Из той поры жизни в южной деревне сохранились воспоминания бабушки о прекрасных персиках, которые она ела прямо с дерева, и чтобы вообще понять вкус настоящих персиков, их надо срывать с дерева и сразу есть, а купленные на рынке, снятые зелеными, чтобы их можно было доставить в товарном виде, это все не то. И бабушка отворачивается от персиков, только что принесенных нами с базара. Рассказы бабушки о той поре наполнены солнцем, зеленью, сладостью сочных фруктов, а главное, благополучием. Никакого тебе голода, продразверстки, стрельбы, запаха пороха, вшей. Не слышны и размолвки между супругами. Последние годы мама вела бессистемные записи, и есть в них и воспоминания о той поре жизни: «тогда жили всей семьей, папа с мамой еще не развелись…»
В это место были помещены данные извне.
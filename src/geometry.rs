use serde::{Deserialize, Serialize};

/// Pixel dimensions of a container or a minimum widget footprint.
#[derive(Debug, Clone, Copy, PartialEq, Serialize, Deserialize)]
pub struct Size {
    pub width: f64,
    pub height: f64,
}

impl Size {
    pub const fn new(width: f64, height: f64) -> Self {
        Self { width, height }
    }
}

/// Area left for widget placement once page margins are removed.
///
/// `width`/`height` go negative when margins exceed the container.
#[derive(Debug, Clone, Copy, PartialEq, Serialize)]
pub struct Space {
    pub x: f64,
    pub y: f64,
    pub width: f64,
    pub height: f64,
}

impl Space {
    pub fn is_degenerate(&self) -> bool {
        !(self.width > 0.0 && self.height > 0.0)
    }
}

/// Absolute pixel rectangle of a widget within its container.
#[derive(Debug, Clone, Copy, PartialEq, Serialize, Deserialize)]
pub struct WidgetPosition {
    pub x: f64,
    pub y: f64,
    pub width: f64,
    pub height: f64,
}

impl WidgetPosition {
    pub const fn new(x: f64, y: f64, width: f64, height: f64) -> Self {
        Self {
            x,
            y,
            width,
            height,
        }
    }

    pub fn right(&self) -> f64 {
        self.x + self.width
    }

    pub fn bottom(&self) -> f64 {
        self.y + self.height
    }
}

/// Widget footprint expressed in grid cells.
///
/// Signed so malformed geometry survives deserialisation and gets clipped
/// by the analyzer instead of rejected.
#[derive(Debug, Clone, Copy, PartialEq, Eq, Hash, Serialize, Deserialize)]
#[serde(rename_all = "camelCase")]
pub struct GridPlacement {
    pub row: i32,
    pub col: i32,
    pub row_span: i32,
    pub col_span: i32,
}

impl GridPlacement {
    pub const fn new(row: i32, col: i32, row_span: i32, col_span: i32) -> Self {
        Self {
            row,
            col,
            row_span,
            col_span,
        }
    }

    /// Occupied cell count; negative spans count as empty.
    pub fn area(&self) -> i64 {
        i64::from(self.row_span.max(0)) * i64::from(self.col_span.max(0))
    }

    pub fn bottom(&self) -> i64 {
        i64::from(self.row) + i64::from(self.row_span)
    }

    pub fn right(&self) -> i64 {
        i64::from(self.col) + i64::from(self.col_span)
    }
}

/// Top-left cell of a placement.
#[derive(Debug, Clone, Copy, PartialEq, Eq, Hash, Serialize, Deserialize)]
pub struct Cell {
    pub row: i32,
    pub col: i32,
}

impl Cell {
    pub const fn new(row: i32, col: i32) -> Self {
        Self { row, col }
    }
}

#[cfg(test)]
mod tests {
    use super::*;

    #[test]
    fn negative_spans_have_no_area() {
        assert_eq!(GridPlacement::new(0, 0, -2, 3).area(), 0);
        assert_eq!(GridPlacement::new(0, 0, 2, 3).area(), 6);
    }

    #[test]
    fn space_with_negative_extent_is_degenerate() {
        let space = Space {
            x: 10.0,
            y: 10.0,
            width: -5.0,
            height: 20.0,
        };
        assert!(space.is_degenerate());
    }
}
Третья легенда семейная из той далекой поры касалась цвета лица бабушки.
Ехала она в вагоне, жара, раскраснелась, и вдруг сидящий напротив старый крестьянин приподнялся и ткнул пальцем бабушке в щеку.
Она вся вспыхнула, оскорбилась и, отшатнувшись, закрыла лицо платком. Молодой сын крестьянина говорил по-русски и стал извиняться за поступок отца.
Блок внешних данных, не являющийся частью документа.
//! Error types shared across the canvas core.

mod types;

pub use types::{CanvasError, CommitError, FieldError, Result};
use crossterm::event::{KeyCode, KeyEvent, KeyEventKind, MouseButton, MouseEvent, MouseEventKind};

#[derive(Debug, Clone, Copy, PartialEq)]
pub struct TouchPoint {
    pub client_x: f64,
    pub client_y: f64,
}

/// Mouse and touch input reduced to what the controller needs.
#[derive(Debug, Clone, PartialEq)]
pub enum PointerEvent {
    Mouse { client_x: f64, client_y: f64 },
    Touch { touches: Vec<TouchPoint> },
}

impl PointerEvent {
    pub fn mouse(client_x: f64, client_y: f64) -> Self {
        Self::Mouse { client_x, client_y }
    }

    pub fn touch(points: &[(f64, f64)]) -> Self {
        Self::Touch {
            touches: points
                .iter()
                .map(|&(client_x, client_y)| TouchPoint { client_x, client_y })
                .collect(),
        }
    }

    /// Pointer coordinates, or `None` for multi-touch or empty touch lists,
    /// which the controller ignores.
    pub fn coordinates(&self) -> Option<(f64, f64)> {
        match self {
            Self::Mouse { client_x, client_y } => Some((*client_x, *client_y)),
            Self::Touch { touches } => match touches.as_slice() {
                [only] => Some((only.client_x, only.client_y)),
                _ => None,
            },
        }
    }
}

/// Terminal mouse events map cells onto the canvas coordinate space.
impl From<&MouseEvent> for PointerEvent {
    fn from(event: &MouseEvent) -> Self {
        Self::mouse(f64::from(event.column), f64::from(event.row))
    }
}

#[derive(Debug, Clone, Copy, PartialEq, Eq)]
pub enum PointerPhase {
    Down,
    Move,
    Up,
}

/// Only the primary button drives gestures; scrolls and other buttons map
/// to `None`.
pub fn classify_mouse(event: &MouseEvent) -> Option<PointerPhase> {
    match event.kind {
        MouseEventKind::Down(MouseButton::Left) => Some(PointerPhase::Down),
        MouseEventKind::Drag(MouseButton::Left) | MouseEventKind::Moved => {
            Some(PointerPhase::Move)
        }
        MouseEventKind::Up(MouseButton::Left) => Some(PointerPhase::Up),
        _ => None,
    }
}

pub fn is_cancel_key(key: &KeyEvent) -> bool {
    key.kind == KeyEventKind::Press && key.code == KeyCode::Esc
}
– Он подумал, что если пальцем ткнуть, то кровь брызнет или нет?
– И решил проверить! – возмущалась бабуля, но чувствовалось, что ей это польстило.
Я не знаю, в каком году семья Хучуа перебралась в Батуми, но прежде чем они осели в Батуми, им пришлось пожить в Кобулети, а может быть, они там снимали дачу. Есть фотокарточка, где они в Кобулети, есть и воспоминания о великолепных песчаных пляжах Кобулети.
На этой фотокарточке у бабули моей задумчивое, лирическое выражение лица, такое же выражение я часто видела в детстве на лице у мамы.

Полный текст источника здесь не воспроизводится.